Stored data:
.....

//! 세션 상관 서비스
//!
//! 세션 참조(JWT)를 요청마다 계정으로 되돌립니다. 계정이 삭제되었으면
//! 토큰이 유효하더라도 다음 요청에서 401이 됩니다.

use std::sync::Arc;
use crate::domain::entities::accounts::Account;
use crate::domain::models::auth::AuthenticatedUser;
use crate::domain::models::token::TokenPair;
use crate::errors::{AppError, AppResult};
use super::identity_service::IdentityResolver;
use super::token_service::TokenService;

pub struct SessionService {
    tokens: Arc<TokenService>,
    identity: Arc<IdentityResolver>,
}

impl SessionService {
    pub fn new(tokens: Arc<TokenService>, identity: Arc<IdentityResolver>) -> Self {
        Self { tokens, identity }
    }

    pub fn tokens(&self) -> &TokenService {
        &self.tokens
    }

    /// `Authorization` 헤더 값으로 요청자를 확인합니다.
    pub async fn authenticate_header(&self, auth_header: &str) -> AppResult<AuthenticatedUser> {
        let token = self.tokens.extract_bearer_token(auth_header)?;
        self.authenticate(token).await
    }

    /// 액세스 토큰을 검증하고 계정을 다시 조회합니다.
    ///
    /// 역할은 토큰 클레임이 아니라 저장소의 현재 값을 사용합니다.
    pub async fn authenticate(&self, access_token: &str) -> AppResult<AuthenticatedUser> {
        let claims = self.tokens.verify_access_token(access_token)?;
        let account = self.correlate(&claims.sub).await?;

        AuthenticatedUser::from_account(&account)
            .ok_or_else(|| AppError::InternalError("계정 ID가 없습니다".to_string()))
    }

    /// 리프레시 토큰으로 새 토큰 쌍을 발급합니다.
    pub async fn refresh(&self, refresh_token: &str) -> AppResult<(Account, TokenPair)> {
        let claims = self.tokens.verify_refresh_token(refresh_token)?;
        let account = self.correlate(&claims.sub).await?;
        let pair = self.tokens.generate_token_pair(&account)?;

        Ok((account, pair))
    }

    /// 토큰 `sub`를 계정으로 바꿉니다. 잘못된 ID 형식도 인증 실패로 취급합니다.
    async fn correlate(&self, account_id: &str) -> AppResult<Account> {
        self.identity.correlate(account_id).await.map_err(|e| match e {
            AppError::ValidationError(_) => {
                AppError::AuthenticationError("유효하지 않은 토큰입니다".to_string())
            }
            other => other,
        })
    }
}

.....

=== WHAT YOU HAVE TO DO ===
Note every line of the records that holds the word "AppError", and copy it.

=== RESULT FOR THIS TASK ===
use crate::errors::{AppError, AppResult};
            .ok_or_else(|| AppError::InternalError("계정 ID가 없습니다".to_string()))
            AppError::ValidationError(_) => {
                AppError::AuthenticationError("유효하지 않은 토큰입니다".to_string())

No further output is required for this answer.